▸ **RECORDS SUPPLIED**:
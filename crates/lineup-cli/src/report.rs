// Plain-text and JSON rendering of a selection.

use lineup_core::{RoleShortfall, SelectionResult, SelectionRules};
use serde::Serialize;

const NAME_WIDTH: usize = 24;

/// JSON envelope: the selection plus the derived counts a reader usually wants.
#[derive(Debug, Serialize)]
#[serde(rename_all = "camelCase")]
struct JsonReport<'a> {
    #[serde(flatten)]
    result: &'a SelectionResult,
    overseas_count: usize,
    complete: bool,
    unmet_minimums: Vec<RoleShortfall>,
}

pub fn render_json(result: &SelectionResult, rules: &SelectionRules) -> serde_json::Result<String> {
    serde_json::to_string_pretty(&JsonReport {
        result,
        overseas_count: result.overseas_count(),
        complete: result.is_complete(rules),
        unmet_minimums: result.unmet_minimums(rules),
    })
}

fn truncate(name: &str, width: usize) -> String {
    if name.chars().count() <= width {
        name.to_string()
    } else {
        let mut s: String = name.chars().take(width.saturating_sub(1)).collect();
        s.push('…');
        s
    }
}

pub fn render_table(result: &SelectionResult, rules: &SelectionRules) -> String {
    let mut out = String::new();

    out.push_str(&format!(
        "{}: {} of {} selected\n\n",
        result.team_name,
        result.len(),
        rules.team_size
    ));

    out.push_str(&format!(
        "{:>3}  {:<NAME_WIDTH$}  {:<13}  {:<8}  {:>8}\n",
        "#", "Player", "Role", "Overseas", "Score"
    ));
    out.push_str(&format!("{}\n", "-".repeat(3 + 2 + NAME_WIDTH + 2 + 13 + 2 + 8 + 2 + 8)));

    for (i, p) in result.selected_players.iter().enumerate() {
        out.push_str(&format!(
            "{:>3}  {:<NAME_WIDTH$}  {:<13}  {:<8}  {:>8.2}\n",
            i + 1,
            truncate(&p.player.name, NAME_WIDTH),
            p.role().display_str(),
            p.player.overseas.display_str(),
            p.composite_score
        ));
    }

    out.push('\n');
    out.push_str(&format!("Total score: {:.2}\n", result.total_score));
    match rules.max_overseas {
        Some(cap) => out.push_str(&format!(
            "Overseas:    {}/{}\n",
            result.overseas_count(),
            cap
        )),
        None => out.push_str(&format!("Overseas:    {}\n", result.overseas_count())),
    }

    let shortfalls = result.unmet_minimums(rules);
    if !shortfalls.is_empty() {
        out.push_str("\nUnmet role minimums:\n");
        for s in shortfalls {
            out.push_str(&format!(
                "  {}: {} of {}\n",
                s.role.display_str(),
                s.selected,
                s.required
            ));
        }
    }

    out
}

// ---------------------------------------------------------------------------
// Tests
// ---------------------------------------------------------------------------

#[cfg(test)]
mod tests {
    use super::*;
    use lineup_core::sample::sample_players;
    use lineup_core::{select_default, TeamFormat};

    #[test]
    fn table_lists_every_selected_player() {
        let rules = SelectionRules::default();
        let result = select_default(&sample_players());
        let table = render_table(&result, &rules);

        assert!(table.starts_with("Unknown Team: 5 of 11 selected"));
        for p in &result.selected_players {
            assert!(table.contains(&p.player.name), "missing {}", p.player.name);
        }
        assert!(table.contains("Wicket-Keeper"));
        assert!(table.contains(&format!("Total score: {:.2}", result.total_score)));
        assert!(table.contains("Overseas:    3/4"));
        // One batsman and one bowler against minimums of three each.
        assert!(table.contains("Unmet role minimums:"));
        assert!(table.contains("Batsman: 1 of 3"));
        assert!(table.contains("Bowler: 1 of 3"));
    }

    #[test]
    fn table_without_overseas_cap_shows_plain_count() {
        let rules = SelectionRules::for_format(TeamFormat::Normal);
        let result = lineup_core::select_lineup(&sample_players(), &rules);
        let table = render_table(&result, &rules);
        assert!(table.contains("Overseas:    3\n"));
    }

    #[test]
    fn long_names_are_truncated() {
        assert_eq!(truncate("Short", 10), "Short");
        let t = truncate("An Extremely Long Player Name Indeed", 10);
        assert_eq!(t.chars().count(), 10);
        assert!(t.ends_with('…'));
    }

    #[test]
    fn json_report_carries_counts() {
        let rules = SelectionRules::default();
        let result = select_default(&sample_players());
        let json: serde_json::Value =
            serde_json::from_str(&render_json(&result, &rules).unwrap()).unwrap();

        assert_eq!(json["teamName"], "Unknown Team");
        assert_eq!(json["overseasCount"], 3);
        assert_eq!(json["complete"], false);
        assert_eq!(json["selectedPlayers"].as_array().unwrap().len(), 5);
        assert_eq!(json["unmetMinimums"][0]["role"], "Batsman");
        assert_eq!(json["unmetMinimums"][0]["required"], 3);
        assert_eq!(json["unmetMinimums"][0]["selected"], 1);
    }
}
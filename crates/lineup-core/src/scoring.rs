// Composite scoring: one comparable number per player, weighted by role.

use crate::player::{Player, Role};

// ---------------------------------------------------------------------------
// Weights
// ---------------------------------------------------------------------------

const BAT_AVERAGE_WEIGHT: f64 = 0.5;
const BAT_STRIKE_RATE_WEIGHT: f64 = 0.3;
const BAT_CATCHES_WEIGHT: f64 = 0.2;

const BOWL_WICKETS_WEIGHT: f64 = 0.6;
const BOWL_ECONOMY_WEIGHT: f64 = 0.2;
const BOWL_CATCHES_WEIGHT: f64 = 0.2;

const KEEP_AVERAGE_WEIGHT: f64 = 0.4;
const KEEP_STRIKE_RATE_WEIGHT: f64 = 0.2;
const KEEP_CATCHES_WEIGHT: f64 = 0.4;

// ---------------------------------------------------------------------------
// Components
// ---------------------------------------------------------------------------

/// Batting value: `0.5*avg + 0.3*sr + 0.2*catches`.
pub fn batting_component(player: &Player) -> f64 {
    player.batting_average * BAT_AVERAGE_WEIGHT
        + player.strike_rate * BAT_STRIKE_RATE_WEIGHT
        + f64::from(player.catches) * BAT_CATCHES_WEIGHT
}

/// Bowling value: `0.6*wickets - 0.2*economy + 0.2*catches`.
///
/// Missing wickets or economy count as 0.
pub fn bowling_component(player: &Player) -> f64 {
    let wickets = f64::from(player.wickets.unwrap_or(0));
    let economy = player.bowling_economy.unwrap_or(0.0);
    wickets * BOWL_WICKETS_WEIGHT - economy * BOWL_ECONOMY_WEIGHT
        + f64::from(player.catches) * BOWL_CATCHES_WEIGHT
}

/// Wicket-keeping value: `0.4*avg + 0.2*sr + 0.4*catches`.
pub fn keeping_component(player: &Player) -> f64 {
    player.batting_average * KEEP_AVERAGE_WEIGHT
        + player.strike_rate * KEEP_STRIKE_RATE_WEIGHT
        + f64::from(player.catches) * KEEP_CATCHES_WEIGHT
}

/// Unrounded role-dependent score.
pub fn raw_score(player: &Player) -> f64 {
    match player.role {
        Role::Batsman => batting_component(player),
        Role::Bowler => bowling_component(player),
        Role::AllRounder => (batting_component(player) + bowling_component(player)) / 2.0,
        Role::WicketKeeper => keeping_component(player),
    }
}

/// Composite score for a player, rounded to 2 decimal places.
///
/// Total over its domain: absent numerics are 0, never an error.
pub fn composite_score(player: &Player) -> f64 {
    round2(raw_score(player))
}

/// Round to 2 decimal places from the exact binary value, so 59.785 (stored
/// as 59.78499...) becomes 59.78. Exact half-cents (odd multiples of 1/8)
/// round away from zero. Negative zero collapses to 0.
pub fn round2(value: f64) -> f64 {
    let magnitude = value.abs();
    let eighths = magnitude * 8.0;
    let rounded = if eighths.fract() == 0.0 && eighths % 2.0 == 1.0 {
        (magnitude * 100.0).ceil() / 100.0
    } else {
        format!("{magnitude:.2}").parse().unwrap_or(magnitude)
    };

    if rounded == 0.0 {
        0.0
    } else if value.is_sign_negative() {
        -rounded
    } else {
        rounded
    }
}

// ---------------------------------------------------------------------------
// Tests
// ---------------------------------------------------------------------------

▸ **WHAT YOU WILL DO**: Look through the entries and find each line that has the string "JsonReport". Copy those lines.

▸ **ANSWER SECTION**:
struct JsonReport<'a> {
    serde_json::to_string_pretty(&JsonReport {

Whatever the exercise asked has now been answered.